どうやらアリシアもすべて知っているわけではないようである、とジラがウェインに目配せした。
ルーカスはさきほどから不機嫌そうに腕を組み、押し黙っている。

「簡単に言っちゃうと、アタシとルーカス、それからウェインは異母兄妹って関係」

「え?」

「は?」

イオとアリシアの声が重なった。まさかの話に、イオが目をまん丸に形作る。

「ただし、一団員じゃないから、厳密に言えば兄弟には数えられていない。生まれたとき、母親が傭兵にするのを拒んだからだ。だから妹という感覚はあまりないな」

「アタシたちの父親の御大はさ、あちこちで子供をこさえてるわけよ。女が好きだから。だから、時々は問題もあったわけ。アタシがいい例よ。でもアタシの場合、ちょくちょく一団に顔を出してたから一応、彼らからも認識はされてる。多分、一国一人探せば、御大の息子や娘ってのはいるんじゃないかしら」

「うじゃうじゃ沸いて出そうだな」

「アナタも、アタシやルーカスとは母親が違うものね。というか御大の奥さん、マリアの実子なんて長男、次男だけ。残りの六人は全員母親が違う」

「・・・わかんない」

「そうね。アナタには少し難しかったわね。つまり、アタシとイオは血が繋がってるって考えればいいのよ。それなら分かるかしら?」

優しく、なるべく傷つけないように柔らかくジラがイオの髪を撫でる。

「うん」

「いい子ね。
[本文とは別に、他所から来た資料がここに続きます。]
use std::{net::SocketAddr, ops::RangeInclusive, time::Duration};
use thiserror::Error;

const DEFAULT_CORS_ORIGINS: &str = "http://localhost:3000,http://localhost:5173";
/// Costs bcrypt accepts
const BCRYPT_COSTS: RangeInclusive<u32> = 4..=31;

#[derive(Debug, Error, PartialEq)]
pub enum ConfigError {
    #[error("{0} must be set")]
    Missing(&'static str),

    #[error("{key} has an invalid value: {value}")]
    Invalid { key: &'static str, value: String },
}

/// Runtime settings, read from the environment after `.env` is loaded
#[derive(Clone, Debug)]
pub struct Config {
    pub database_url: String,
    pub jwt_secret: String,
    pub jwt_ttl_hours: i64,
    pub host: String,
    pub port: u16,
    pub request_timeout: Duration,
    pub cors_origins: Vec<String>,
    /// Base URL of the WhatsApp bot; notifications are off when unset
    pub whatsapp_service_url: Option<String>,
    pub run_migrations: bool,
    pub bcrypt_cost: u32,
}

fn parse<T: std::str::FromStr>(key: &'static str, value: String) -> Result<T, ConfigError> {
    value
        .trim()
        .parse()
        .map_err(|_| ConfigError::Invalid { key, value })
}

impl Config {
    pub fn from_env() -> Result<Self, ConfigError> {
        Self::from_lookup(|key| std::env::var(key).ok())
    }

    /// Builds the configuration from any key-value source. Empty values count
    /// as unset.
    pub fn from_lookup(lookup: impl Fn(&str) -> Option<String>) -> Result<Self, ConfigError> {
        let get = |key: &str| lookup(key).filter(|value| !value.trim().is_empty());

        let database_url = get("DATABASE_URL").ok_or(ConfigError::Missing("DATABASE_URL"))?;
        let jwt_secret = get("JWT_SECRET").ok_or(ConfigError::Missing("JWT_SECRET"))?;

        let jwt_ttl_hours = match get("JWT_TTL_HOURS") {
            Some(value) => parse("JWT_TTL_HOURS", value)?,
            None => 24,
        };
        if jwt_ttl_hours <= 0 {
            return Err(ConfigError::Invalid {
                key: "JWT_TTL_HOURS",
                value: jwt_ttl_hours.to_string(),
            });
        }

        let port = match get("SERVER_PORT") {
            Some(value) => parse("SERVER_PORT", value)?,
            None => 8080,
        };
        let request_timeout = match get("REQUEST_TIMEOUT_SECS") {
            Some(value) => Duration::from_secs(parse("REQUEST_TIMEOUT_SECS", value)?),
            None => Duration::from_secs(30),
        };
        if request_timeout.is_zero() {
            return Err(ConfigError::Invalid {
                key: "REQUEST_TIMEOUT_SECS",
                value: "0".to_string(),
            });
        }
        let run_migrations = match get("RUN_MIGRATIONS") {
            Some(value) => parse("RUN_MIGRATIONS", value)?,
            None => true,
        };
        let bcrypt_cost = match get("BCRYPT_COST") {
            Some(value) => parse("BCRYPT_COST", value)?,
            None => bcrypt::DEFAULT_COST,
        };
        if !BCRYPT_COSTS.contains(&bcrypt_cost) {
            return Err(ConfigError::Invalid {
                key: "BCRYPT_COST",
                value: bcrypt_cost.to_string(),
            });
        }

        let cors_origins = get("CORS_ORIGINS")
            .unwrap_or_else(|| DEFAULT_CORS_ORIGINS.to_string())
            .split(',')
            .map(str::trim)
            .filter(|origin| !origin.is_empty())
            .map(str::to_string)
            .collect();

        Ok(Self {
            database_url,
            jwt_secret,
            jwt_ttl_hours,
            host: get("SERVER_HOST").unwrap_or_else(|| "0.0.0.0".to_string()),
            port,
            request_timeout,
            cors_origins,
            whatsapp_service_url: get("WHATSAPP_SERVICE_URL")
                .map(|url| url.trim().trim_end_matches('/').to_string()),
            run_migrations,
            bcrypt_cost,
        })
    }

    pub fn address(&self) -> Result<SocketAddr, ConfigError> {
        let address = format!("{}:{}", self.host, self.port);
        parse("SERVER_HOST", address)
    }
}

#[cfg(test)]
mod test {
    use super::*;
    use std::collections::HashMap;

    fn lookup(pairs: &[(&str, &str)]) -> impl Fn(&str) -> Option<String> {
        let map: HashMap<String, String> = pairs
            .iter()
            .map(|(key, value)| (key.to_string(), value.to_string()))
            .collect();
        move |key| map.get(key).cloned()
    }

    #[test]
    fn test_defaults() {
        let config = Config::from_lookup(lookup(&[
            ("DATABASE_URL", "postgres://localhost/siaku"),
            ("JWT_SECRET", "secret"),
        ]))
        .unwrap();

        assert_eq!(config.jwt_ttl_hours, 24);
        assert_eq!(config.port, 8080);
        assert_eq!(config.request_timeout, Duration::from_secs(30));
        assert_eq!(
            config.cors_origins,
            vec!["http://localhost:3000", "http://localhost:5173"]
        );
        assert_eq!(config.whatsapp_service_url, None);
        assert!(config.run_migrations);
        assert_eq!(config.address().unwrap().to_string(), "0.0.0.0:8080");
    }

    #[test]
    fn test_required_and_invalid_values() {
        assert_eq!(
            Config::from_lookup(lookup(&[("JWT_SECRET", "secret")])).unwrap_err(),
            ConfigError::Missing("DATABASE_URL")
        );
        assert_eq!(
            Config::from_lookup(lookup(&[("DATABASE_URL", "x"), ("JWT_SECRET", " ")]))
                .unwrap_err(),
            ConfigError::Missing("JWT_SECRET")
        );
        assert!(matches!(
            Config::from_lookup(lookup(&[
                ("DATABASE_URL", "x"),
                ("JWT_SECRET", "secret"),
                ("SERVER_PORT", "http"),
            ])),
            Err(ConfigError::Invalid { key: "SERVER_PORT", .. })
        ));

        let with = |key: &'static str, value: &'static str| {
            Config::from_lookup(lookup(&[
                ("DATABASE_URL", "x"),
                ("JWT_SECRET", "secret"),
                (key, value),
            ]))
        };
        assert!(matches!(
            with("REQUEST_TIMEOUT_SECS", "0"),
            Err(ConfigError::Invalid { key: "REQUEST_TIMEOUT_SECS", .. })
        ));
        assert!(matches!(
            with("BCRYPT_COST", "3"),
            Err(ConfigError::Invalid { key: "BCRYPT_COST", .. })
        ));
        assert!(matches!(
            with("BCRYPT_COST", "32"),
            Err(ConfigError::Invalid { key: "BCRYPT_COST", .. })
        ));
        assert_eq!(with("BCRYPT_COST", "4").unwrap().bcrypt_cost, 4);
    }

    #[test]
    fn test_overrides() {
        let config = Config::from_lookup(lookup(&[
            ("DATABASE_URL", "x"),
            ("JWT_SECRET", "secret"),
            ("SERVER_HOST", "127.0.0.1"),
            ("SERVER_PORT", "9000"),
            ("CORS_ORIGINS", "https://siaku.ac.id, "),
            ("WHATSAPP_SERVICE_URL", "http://localhost:3000/"),
            ("RUN_MIGRATIONS", "false"),
        ]))
        .unwrap();

        assert_eq!(config.cors_origins, vec!["https://siaku.ac.id"]);
        assert_eq!(
            config.whatsapp_service_url.as_deref(),
            Some("http://localhost:3000")
        );
        assert!(!config.run_migrations);
        assert_eq!(config.address().unwrap().to_string(), "127.0.0.1:9000");
    }
}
それで、アナタのお父さんなんだけど・・・。その、ルーカスじゃないのよ」

「それは、知ってる」

疑う事もなく頷いたイオに、ジラの瞳がわずかに揺らいだ。それでも、話を止めることなく続きを話す。

「アタシたちの父親、アルブレヒトというのがアナタの本当のお父さん。その人が今、とてもあなたに会いたがっている。そして、できるものなら一緒に暮らしたいと、そう望んでるの」

くしゃり、とイオの顔が歪んだ。
知ってはいたが、改めて突きつけられ真実は、イオには重かった。